#### [WHAT YOU WILL DO]
Could you please find each line in the records that contains the word "units" and copy it?

#### [TASK INPUT]

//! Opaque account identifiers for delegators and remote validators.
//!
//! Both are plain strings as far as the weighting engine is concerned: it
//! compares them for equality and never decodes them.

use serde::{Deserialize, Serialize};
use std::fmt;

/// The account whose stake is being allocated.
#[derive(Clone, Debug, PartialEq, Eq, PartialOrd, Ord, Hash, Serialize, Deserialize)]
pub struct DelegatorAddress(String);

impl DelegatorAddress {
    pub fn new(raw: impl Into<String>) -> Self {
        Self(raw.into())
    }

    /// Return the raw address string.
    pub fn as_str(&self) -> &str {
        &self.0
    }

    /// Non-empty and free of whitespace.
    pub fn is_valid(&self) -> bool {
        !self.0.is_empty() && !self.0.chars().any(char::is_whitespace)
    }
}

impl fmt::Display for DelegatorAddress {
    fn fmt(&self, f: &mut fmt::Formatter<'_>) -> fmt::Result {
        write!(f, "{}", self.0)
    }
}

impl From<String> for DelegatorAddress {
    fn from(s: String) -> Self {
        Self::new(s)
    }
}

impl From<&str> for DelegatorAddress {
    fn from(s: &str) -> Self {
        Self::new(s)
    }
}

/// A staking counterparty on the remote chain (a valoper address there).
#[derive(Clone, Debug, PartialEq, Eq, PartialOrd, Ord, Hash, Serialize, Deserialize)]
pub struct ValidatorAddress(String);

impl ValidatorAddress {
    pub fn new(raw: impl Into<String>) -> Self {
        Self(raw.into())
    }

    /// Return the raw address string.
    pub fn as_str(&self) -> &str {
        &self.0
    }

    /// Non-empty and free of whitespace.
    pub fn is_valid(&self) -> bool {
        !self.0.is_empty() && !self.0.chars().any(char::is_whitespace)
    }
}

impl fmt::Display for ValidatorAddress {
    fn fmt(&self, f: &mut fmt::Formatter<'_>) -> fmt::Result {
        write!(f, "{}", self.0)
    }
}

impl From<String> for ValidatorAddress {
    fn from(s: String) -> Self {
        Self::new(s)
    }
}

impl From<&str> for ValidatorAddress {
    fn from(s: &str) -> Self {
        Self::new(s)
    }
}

---

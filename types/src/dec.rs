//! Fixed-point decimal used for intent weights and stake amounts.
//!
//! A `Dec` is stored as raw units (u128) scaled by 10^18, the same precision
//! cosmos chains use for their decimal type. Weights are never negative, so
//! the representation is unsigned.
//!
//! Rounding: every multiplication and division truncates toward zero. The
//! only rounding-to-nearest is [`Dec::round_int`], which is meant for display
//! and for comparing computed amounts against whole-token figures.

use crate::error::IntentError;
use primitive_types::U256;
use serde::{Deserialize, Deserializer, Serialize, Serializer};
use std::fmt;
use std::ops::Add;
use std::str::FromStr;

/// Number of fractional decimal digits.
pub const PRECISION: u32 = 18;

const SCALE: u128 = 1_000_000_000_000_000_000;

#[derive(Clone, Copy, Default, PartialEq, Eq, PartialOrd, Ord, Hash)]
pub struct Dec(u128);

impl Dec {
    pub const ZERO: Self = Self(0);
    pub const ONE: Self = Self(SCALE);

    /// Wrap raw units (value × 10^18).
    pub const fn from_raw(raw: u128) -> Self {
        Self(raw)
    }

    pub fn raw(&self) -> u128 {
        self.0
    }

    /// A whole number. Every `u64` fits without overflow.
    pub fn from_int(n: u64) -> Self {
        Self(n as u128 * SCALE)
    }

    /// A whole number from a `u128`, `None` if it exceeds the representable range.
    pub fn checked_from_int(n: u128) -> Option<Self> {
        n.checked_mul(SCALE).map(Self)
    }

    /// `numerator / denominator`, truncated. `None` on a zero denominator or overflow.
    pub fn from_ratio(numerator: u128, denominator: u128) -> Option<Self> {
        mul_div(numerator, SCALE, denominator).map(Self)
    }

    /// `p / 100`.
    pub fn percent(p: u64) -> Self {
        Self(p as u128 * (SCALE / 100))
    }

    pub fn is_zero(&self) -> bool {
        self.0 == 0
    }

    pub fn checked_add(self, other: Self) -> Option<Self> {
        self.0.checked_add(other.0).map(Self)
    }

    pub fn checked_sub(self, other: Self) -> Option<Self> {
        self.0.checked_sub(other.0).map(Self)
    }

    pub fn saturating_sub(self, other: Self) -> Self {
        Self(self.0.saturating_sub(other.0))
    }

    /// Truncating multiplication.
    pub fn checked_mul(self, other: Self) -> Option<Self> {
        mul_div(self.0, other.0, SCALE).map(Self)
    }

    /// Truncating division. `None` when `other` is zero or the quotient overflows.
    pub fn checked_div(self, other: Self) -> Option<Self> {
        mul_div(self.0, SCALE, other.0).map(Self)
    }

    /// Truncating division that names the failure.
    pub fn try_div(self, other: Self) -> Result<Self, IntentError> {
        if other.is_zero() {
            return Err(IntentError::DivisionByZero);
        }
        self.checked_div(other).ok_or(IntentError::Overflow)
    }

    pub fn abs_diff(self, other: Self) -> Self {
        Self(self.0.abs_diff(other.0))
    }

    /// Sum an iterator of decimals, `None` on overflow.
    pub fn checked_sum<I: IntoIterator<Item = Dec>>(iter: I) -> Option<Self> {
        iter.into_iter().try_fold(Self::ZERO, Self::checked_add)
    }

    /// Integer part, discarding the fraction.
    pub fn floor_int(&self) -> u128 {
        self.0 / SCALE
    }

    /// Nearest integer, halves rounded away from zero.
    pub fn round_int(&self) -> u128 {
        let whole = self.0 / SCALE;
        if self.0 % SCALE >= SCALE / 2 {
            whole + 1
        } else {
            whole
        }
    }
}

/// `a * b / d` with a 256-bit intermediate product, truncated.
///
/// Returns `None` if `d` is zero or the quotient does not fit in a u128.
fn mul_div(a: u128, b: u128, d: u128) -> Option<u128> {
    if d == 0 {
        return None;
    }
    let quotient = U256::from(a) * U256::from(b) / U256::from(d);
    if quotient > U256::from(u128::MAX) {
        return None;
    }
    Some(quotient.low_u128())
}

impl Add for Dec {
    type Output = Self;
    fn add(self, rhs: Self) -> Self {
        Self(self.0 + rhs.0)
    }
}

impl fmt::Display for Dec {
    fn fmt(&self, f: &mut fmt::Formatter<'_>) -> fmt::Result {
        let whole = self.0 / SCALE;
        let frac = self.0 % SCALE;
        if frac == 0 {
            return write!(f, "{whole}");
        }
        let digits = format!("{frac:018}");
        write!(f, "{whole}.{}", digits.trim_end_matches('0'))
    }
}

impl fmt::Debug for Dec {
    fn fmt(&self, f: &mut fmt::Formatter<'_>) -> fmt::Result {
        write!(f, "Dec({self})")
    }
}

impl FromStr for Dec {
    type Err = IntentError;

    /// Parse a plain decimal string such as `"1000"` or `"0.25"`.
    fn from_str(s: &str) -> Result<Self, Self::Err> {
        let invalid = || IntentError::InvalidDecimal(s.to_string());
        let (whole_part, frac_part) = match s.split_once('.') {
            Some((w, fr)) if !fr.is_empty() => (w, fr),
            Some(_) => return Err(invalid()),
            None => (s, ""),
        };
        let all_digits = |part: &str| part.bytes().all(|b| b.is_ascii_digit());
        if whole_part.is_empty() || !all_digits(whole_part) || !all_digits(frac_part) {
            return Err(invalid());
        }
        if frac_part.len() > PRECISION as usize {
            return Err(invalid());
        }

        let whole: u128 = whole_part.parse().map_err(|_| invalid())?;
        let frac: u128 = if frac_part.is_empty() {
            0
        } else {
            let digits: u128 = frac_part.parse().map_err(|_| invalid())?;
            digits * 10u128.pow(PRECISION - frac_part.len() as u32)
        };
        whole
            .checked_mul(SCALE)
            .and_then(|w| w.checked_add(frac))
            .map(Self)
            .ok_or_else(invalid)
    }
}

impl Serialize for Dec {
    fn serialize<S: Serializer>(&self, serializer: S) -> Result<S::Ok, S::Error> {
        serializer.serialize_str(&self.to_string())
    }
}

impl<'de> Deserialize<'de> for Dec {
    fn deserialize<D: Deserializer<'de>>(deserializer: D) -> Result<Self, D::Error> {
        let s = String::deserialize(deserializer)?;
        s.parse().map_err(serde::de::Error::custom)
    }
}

#### [YOUR SOLUTION]
//! A `Dec` is stored as raw units (u128) scaled by 10^18, the same precision
    /// Wrap raw units (value × 10^18).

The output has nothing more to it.